14 hours ago, GoatmasterGeneral said:

Animosity might be a bad example because according to M-A there have been 11 bands with that name so I'm not exactly sure which one Nokky means. But I'll assume he means the Animosity from San Francisco.

That's exactly who I meant. I saw them with Malevolent Creation, Origin, and an unknown local black metal band called Byam Klavor & they along with Byam Klavor stole the show as the openers. It was probably the loudest show I've ever been to and I foolishly did not wear earplugs and my ears rang for a week afterward. Animosity has always been one of my big bands and it's a bummer that they split up so soon because they were truly doing something great in the early to mid 00s by throwing a little bit of "core" into their brand of death metal, as I've always been a fan of hardcore like Youth of Today, Chain of Strength, Earth Crisis, and Chokehold. Are there other bands like Animosity that I could listen to? No doubt, I'm just not that motivated to seek them out because I'm not tremendously motivated to seek out different bands anymore. I'm still collecting vinyl for bands and albums that I already know and have a ways to go on rebuilding my former CD collection that was destroyed in Hurricane Charley on vinyl. The newest bands I've "discovered" lately are Vietah (Belarus), Obtest (Lithuania), and Witchtrap (Colombia) and I credit Hells Headbangers distro for introducing me to these three bands.

 

 

14 hours ago, GoatmasterGeneral said:

They, along with The Acacia Strain and Whitechapel would be considered deathcore, which is a sub-sub-genre of death metal. Slam is something else entirely, although it's also a sub-sub-genre of death metal. Bands like Devourment and Abominable Putridity are slam.

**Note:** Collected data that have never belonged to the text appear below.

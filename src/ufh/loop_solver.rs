use std::f64::consts::PI;

use log::{debug, trace, warn};
use serde::{Deserialize, Serialize};

use super::feed_loss::FeedLossResult;
use super::fluid_props::FluidProperties;
use super::friction::friction_factor;
use super::input::CalculationInput;

/// 브래킷 확장 상한 [m]. 시공 한계가 아니라 수치 탐색 안전장치다.
pub const MAX_SEARCH_LENGTH_M: f64 = 1_000_000.0;
/// 이분법 최대 반복 횟수
pub const MAX_BISECTION_ITERATIONS: usize = 60;
/// 목표 압력손실 허용 오차 [Pa]
pub const PRESSURE_TOLERANCE_PA: f64 = 1.0;

/// 해당 관경의 결과를 결정한 제약 조건.
#[derive(Debug, Clone, Copy, PartialEq, Eq, Serialize, Deserialize)]
pub enum BindingConstraint {
    /// 필요 열량이 0 이하라 코일 길이가 0으로 수렴
    Heat,
    /// 허용 압력손실에 도달
    Hydraulic,
}

impl BindingConstraint {
    pub fn code(&self) -> &'static str {
        match self {
            BindingConstraint::Heat => "heat",
            BindingConstraint::Hydraulic => "hydraulic",
        }
    }
}

/// 관경 하나에 대한 계산 결과.
#[derive(Debug, Clone, PartialEq, Serialize)]
pub struct DiameterResult {
    /// 내경 [mm]
    pub diameter_mm: f64,
    /// 코일 길이 [m]
    pub loop_length_m: f64,
    /// 코일 + 공급관 길이 [m]
    pub total_length_m: f64,
    /// 유량 [L/min]
    pub flow_l_per_min: f64,
    /// 바닥 방열량 [W]
    pub loop_power_w: f64,
    /// 공급관 단위 길이당 열손실 [W/m]
    pub feed_loss_w_per_m: f64,
    /// 공급관 열손실 [W]
    pub feed_power_w: f64,
    /// 전체 열량 [W]
    pub total_power_w: f64,
    /// 담당 바닥 면적 [m²]
    pub area_m2: f64,
    /// 평균 유속 [m/s]
    pub velocity_m_per_s: f64,
    pub reynolds: f64,
    /// 압력손실 [kPa]
    pub pressure_drop_kpa: f64,
    pub binding: BindingConstraint,
}

/// 특정 코일 길이에서의 운전점.
#[derive(Debug, Clone, Copy, PartialEq)]
pub struct OperatingPoint {
    /// 바닥 방열량 [W]
    pub loop_power_w: f64,
    /// 공급관 손실 포함 전체 열량 [W]
    pub total_power_w: f64,
    /// 체적 유량 [m³/s]
    pub flow_m3_per_s: f64,
    pub velocity_m_per_s: f64,
    pub reynolds: f64,
    pub friction_factor: f64,
    /// 코일 + 공급관 전체 압력손실 [Pa]
    pub pressure_drop_pa: f64,
}

/// 관경 하나에 대해 코일 길이 → 압력손실 관계를 평가한다.
///
/// 공급관은 열량 측면에서는 추가 손실, 수력 측면에서는 같은 관경의 직관 길이로 더해진다.
/// 양의 유량에서 압력손실은 길이에 대해 단조 비감소이며 이분법은 이 성질에 의존한다.
#[derive(Debug, Clone, Copy)]
pub struct LoopHydraulics {
    diameter_m: f64,
    power_per_meter_w_per_m: f64,
    feed_power_w: f64,
    feed_length_m: f64,
    carrier_delta_t_k: f64,
    roughness_m: f64,
    fluid: FluidProperties,
}

impl LoopHydraulics {
    pub fn new(
        diameter_mm: f64,
        input: &CalculationInput,
        fluid: &FluidProperties,
        feed: &FeedLossResult,
    ) -> Self {
        Self {
            diameter_m: diameter_mm / 1000.0,
            power_per_meter_w_per_m: input.power_per_meter_w_per_m(),
            feed_power_w: feed.total_loss_w,
            feed_length_m: input.feed_length_m,
            carrier_delta_t_k: input.carrier_delta_t_k,
            roughness_m: input.roughness_m(),
            fluid: *fluid,
        }
    }

    /// 코일 길이 `loop_length_m` 에서의 유량, 유속, 레이놀즈수, 압력손실을 계산한다.
    pub fn operating_point(&self, loop_length_m: f64) -> OperatingPoint {
        let rho = self.fluid.density_kg_per_m3;
        let mu = self.fluid.dynamic_viscosity_pa_s;
        let cp = self.fluid.specific_heat_j_per_kg_k;
        let d = self.diameter_m;

        let loop_power = self.power_per_meter_w_per_m * loop_length_m;
        let total_power = loop_power + self.feed_power_w;
        let flow = if total_power <= 0.0 {
            0.0
        } else {
            total_power / (rho * cp * self.carrier_delta_t_k)
        };
        let area = PI * d * d / 4.0;
        let velocity = if area > 0.0 { flow / area } else { 0.0 };
        let reynolds = rho * velocity * d / mu;
        let f = friction_factor(reynolds, self.roughness_m, d);

        // f=0 이면 유동이 없는 것으로 보고 압력손실도 0
        let dp_per_m = if f > 0.0 {
            f * (rho * velocity * velocity / 2.0) / d
        } else {
            0.0
        };
        let hydraulic_length = loop_length_m + self.feed_length_m;

        OperatingPoint {
            loop_power_w: loop_power,
            total_power_w: total_power,
            flow_m3_per_s: flow,
            velocity_m_per_s: velocity,
            reynolds,
            friction_factor: f,
            pressure_drop_pa: dp_per_m * hydraulic_length,
        }
    }

    /// 코일 길이에 대한 전체 압력손실 [Pa].
    pub fn pressure_drop_pa(&self, loop_length_m: f64) -> f64 {
        self.operating_point(loop_length_m).pressure_drop_pa
    }

    /// 압력손실이 `target_pa` 가 되는 코일 길이를 찾는다.
    ///
    /// [0, 1] 에서 시작해 상한을 두 배씩 늘려 브래킷을 잡은 뒤 최대 60회 이분한다.
    /// 잔차가 1 Pa 이내면 즉시 종료한다. 결과는 `MAX_SEARCH_LENGTH_M` 을 넘지 않는다.
    pub fn solve_length(&self, target_pa: f64) -> f64 {
        let mut lo = 0.0;
        let mut hi = 1.0;
        while self.pressure_drop_pa(hi) < target_pa && hi < MAX_SEARCH_LENGTH_M {
            hi *= 2.0;
        }
        if hi >= MAX_SEARCH_LENGTH_M && self.pressure_drop_pa(hi) < target_pa {
            warn!(
                "D={:.1} mm: {:.0} m 에서도 목표 압력손실 {:.0} Pa 에 도달하지 못함",
                self.diameter_m * 1000.0,
                hi,
                target_pa
            );
        }

        for i in 0..MAX_BISECTION_ITERATIONS {
            let mid = 0.5 * (lo + hi);
            let dp = self.pressure_drop_pa(mid);
            if (dp - target_pa).abs() < PRESSURE_TOLERANCE_PA {
                trace!("bisection converged after {} iterations at L={mid:.3} m", i + 1);
                lo = mid;
                hi = mid;
                break;
            }
            if dp > target_pa {
                hi = mid;
            } else {
                lo = mid;
            }
        }
        trace!("bisection bracket [{lo}, {hi}]");
        hi.min(MAX_SEARCH_LENGTH_M)
    }
}

/// 관경 하나에 대해 허용 압력손실을 만족하는 최대 코일 길이와 결과값을 계산한다.
pub fn solve_max_length(
    diameter_mm: f64,
    input: &CalculationInput,
    fluid: &FluidProperties,
    feed: &FeedLossResult,
) -> DiameterResult {
    let hydraulics = LoopHydraulics::new(diameter_mm, input, fluid, feed);

    if !(input.power_per_meter_w_per_m() > 0.0) {
        debug!("D={diameter_mm} mm: 필요 열량이 없어 코일 길이 0");
        return DiameterResult {
            diameter_mm,
            loop_length_m: 0.0,
            total_length_m: input.feed_length_m,
            flow_l_per_min: 0.0,
            loop_power_w: 0.0,
            feed_loss_w_per_m: feed.loss_w_per_m,
            feed_power_w: feed.total_loss_w,
            total_power_w: feed.total_loss_w,
            area_m2: 0.0,
            velocity_m_per_s: 0.0,
            reynolds: 0.0,
            pressure_drop_kpa: 0.0,
            binding: BindingConstraint::Heat,
        };
    }

    let loop_length = hydraulics.solve_length(input.target_pressure_drop_pa());
    let op = hydraulics.operating_point(loop_length);
    debug!(
        "D={diameter_mm} mm: L={loop_length:.2} m, v={:.3} m/s, Re={:.0}, dp={:.1} Pa",
        op.velocity_m_per_s, op.reynolds, op.pressure_drop_pa
    );

    DiameterResult {
        diameter_mm,
        loop_length_m: loop_length,
        total_length_m: loop_length + input.feed_length_m,
        flow_l_per_min: op.flow_m3_per_s * 60.0 * 1000.0,
        loop_power_w: op.loop_power_w,
        feed_loss_w_per_m: feed.loss_w_per_m,
        feed_power_w: feed.total_loss_w,
        total_power_w: op.total_power_w,
        area_m2: loop_length * input.laying_step_m(),
        velocity_m_per_s: op.velocity_m_per_s,
        reynolds: op.reynolds,
        pressure_drop_kpa: op.pressure_drop_pa / 1000.0,
        binding: BindingConstraint::Hydraulic,
    }
}

#[cfg(test)]
mod tests {
    use super::*;
    use crate::ufh::feed_loss::{feed_loss, FeedLossInput};

    fn setup(diameter_mm: f64, input: &CalculationInput) -> (FluidProperties, FeedLossResult) {
        let fluid = input.fluid_properties();
        let feed = feed_loss(FeedLossInput {
            diameter_m: diameter_mm / 1000.0,
            fluid_mean_temp_c: input.fluid_mean_temp_c,
            air_temp_c: input.air_temp_c,
            insulation: input.insulation_spec(),
            feed_length_m: input.feed_length_m,
        });
        (fluid, feed)
    }

    #[test]
    fn zero_length_still_carries_feed_flow() {
        let input = CalculationInput::default();
        let (fluid, feed) = setup(16.0, &input);
        let h = LoopHydraulics::new(16.0, &input, &fluid, &feed);
        let op = h.operating_point(0.0);
        assert_eq!(op.loop_power_w, 0.0);
        assert!(op.flow_m3_per_s > 0.0);
        assert!(op.pressure_drop_pa > 0.0);
    }

    #[test]
    fn no_power_means_no_pressure_drop() {
        let input = CalculationInput {
            fluid_mean_temp_c: 20.0,
            surface_temp_c: 22.0,
            ..Default::default()
        };
        let (fluid, feed) = setup(16.0, &input);
        assert_eq!(feed.total_loss_w, 0.0);
        let h = LoopHydraulics::new(16.0, &input, &fluid, &feed);
        let op = h.operating_point(50.0);
        assert_eq!(op.flow_m3_per_s, 0.0);
        assert_eq!(op.reynolds, 0.0);
        assert_eq!(op.pressure_drop_pa, 0.0);
    }

    #[test]
    fn solved_length_hits_target_within_tolerance() {
        let input = CalculationInput::default();
        let (fluid, feed) = setup(16.0, &input);
        let res = solve_max_length(16.0, &input, &fluid, &feed);
        assert_eq!(res.binding, BindingConstraint::Hydraulic);
        assert!((res.pressure_drop_kpa * 1000.0 - 20_000.0).abs() <= PRESSURE_TOLERANCE_PA);
        assert!(res.loop_length_m > 50.0 && res.loop_length_m < 300.0, "L={}", res.loop_length_m);
        assert!((res.total_length_m - res.loop_length_m - 10.0).abs() < 1e-9);
        assert!((res.area_m2 - res.loop_length_m * 0.15).abs() < 1e-9);
        assert!((res.total_power_w - res.loop_power_w - res.feed_power_w).abs() < 1e-6);
    }

    #[test]
    fn heat_limited_short_circuits() {
        let input = CalculationInput {
            surface_temp_c: 22.0,
            ..Default::default()
        };
        let (fluid, feed) = setup(12.0, &input);
        let res = solve_max_length(12.0, &input, &fluid, &feed);
        assert_eq!(res.binding, BindingConstraint::Heat);
        assert_eq!(res.loop_length_m, 0.0);
        assert_eq!(res.total_length_m, 10.0);
        assert_eq!(res.velocity_m_per_s, 0.0);
        assert_eq!(res.reynolds, 0.0);
        assert_eq!(res.pressure_drop_kpa, 0.0);
        assert_eq!(res.total_power_w, feed.total_loss_w);
    }

    #[test]
    fn unreachable_target_is_capped() {
        // 관경 0: 마찰계수 0 → 압력손실 0, 목표에 도달할 수 없음
        let input = CalculationInput::default();
        let (fluid, feed) = setup(0.0, &input);
        let res = solve_max_length(0.0, &input, &fluid, &feed);
        assert_eq!(res.loop_length_m, MAX_SEARCH_LENGTH_M);
        assert_eq!(res.pressure_drop_kpa, 0.0);
    }
}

What I mean when I say Slam, is that you have the children of Reddit now labeling any brutal death metal or hardcore band that plays mostly tough-guy breakdownz as "slam" now.


I mean, you even have these same kids referring to Dying Fetus & Nile as "slam" now, because "slam" is the new popular term for a wider genre that already existed for nearly four decades now. The thing is: I say that it's "kids" but I can't really blame them because it's people in the music industry, label executives and A&R people, who are trying to do a repeat of what they did to hardcore and screamo in the early to mid 00s: they're taking a term that they don't understand and slapping it onto bands to try and market them to kids as being something "new" when what these bands are doing is not remotely new (and as I've said before, there is nothing remotely wrong with not doing anything new or groundbreaking in metal).

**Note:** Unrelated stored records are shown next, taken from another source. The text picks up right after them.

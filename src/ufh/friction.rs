/// 층류/난류 전환 레이놀즈수. 이 값에서 보간 없이 식이 바뀐다.
pub const LAMINAR_LIMIT_REYNOLDS: f64 = 2000.0;

/// Darcy 마찰계수를 계산한다.
///
/// - `Re <= 0` 또는 `D <= 0`: 0 (유동 없음, 압력손실 없음으로 취급)
/// - `Re < 2000`: 64/Re
/// - 그 외: Swamee–Jain 근사
///
/// Re=2000 에서 층류값(≈0.032)에서 난류값으로 불연속적으로 뛰어오른다. 천이 구간 보간은 하지 않는다.
pub fn friction_factor(reynolds: f64, roughness_m: f64, diameter_m: f64) -> f64 {
    if reynolds <= 0.0 || diameter_m <= 0.0 {
        return 0.0;
    }
    if reynolds < LAMINAR_LIMIT_REYNOLDS {
        return 64.0 / reynolds;
    }
    let term = roughness_m / (3.7 * diameter_m) + 5.74 / reynolds.powf(0.9);
    0.25 / term.log10().powi(2)
}

#[cfg(test)]
mod tests {
    use super::*;

    #[test]
    fn no_flow_gives_zero() {
        assert_eq!(friction_factor(0.0, 7e-6, 0.016), 0.0);
        assert_eq!(friction_factor(-5.0, 7e-6, 0.016), 0.0);
        assert_eq!(friction_factor(3000.0, 7e-6, 0.0), 0.0);
        assert_eq!(friction_factor(3000.0, 7e-6, -0.01), 0.0);
    }

    #[test]
    fn laminar_below_threshold() {
        assert_eq!(friction_factor(1999.0, 7e-6, 0.016), 64.0 / 1999.0);
        assert_eq!(friction_factor(100.0, 1e-3, 0.016), 0.64);
    }

    #[test]
    fn swamee_jain_from_threshold_up() {
        let eps = 7e-6;
        let d = 0.016;
        let term = eps / (3.7 * d) + 5.74 / 2000f64.powf(0.9);
        let expected = 0.25 / term.log10().powi(2);
        assert_eq!(friction_factor(2000.0, eps, d), expected);
        // 불연속: 난류식 값이 층류식 값보다 크다
        assert!(friction_factor(2000.0, eps, d) > friction_factor(1999.0, eps, d));
    }

    #[test]
    fn rougher_pipe_has_more_friction() {
        let smooth = friction_factor(10_000.0, 1e-6, 0.016);
        let rough = friction_factor(10_000.0, 1e-4, 0.016);
        assert!(rough > smooth);
    }
}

It's the same thing that Victory records did to hardcore and screamo in the early and mid 00s: Hardcore and screamo were already well defined genres... but this pseudo-indie label realized that the terms had not been marketed at MTV level yet and began calling their insipid, late-stage Nu-Metal like Atreyu "hardcore" and their watery versions of mainstream-accessible post-hardcore like Under0ath "Screamo" and they did it specifically to cash in on the Hot Topic crowd. Now the same thing is starting to happen to black metal. The mainstream industry has realized that it needs a new youth guitar-music subculture to cash in on, so it's frantically searching for something to get teens jazzed up about and the only thing it really has left is black metal so it's working overtime to rebrand black metal as something non-threatening and "inclusive" that normal, well-adjusted suburban teens can participate in to "express their unique identities". At it's heart, it's yet another shitty, cynical cash-grab by the pseudo-indie culture industry of magazines like Alternative Press and corporations like Hot Topic and I feel like it's going to do an immense amount of damage to black metal.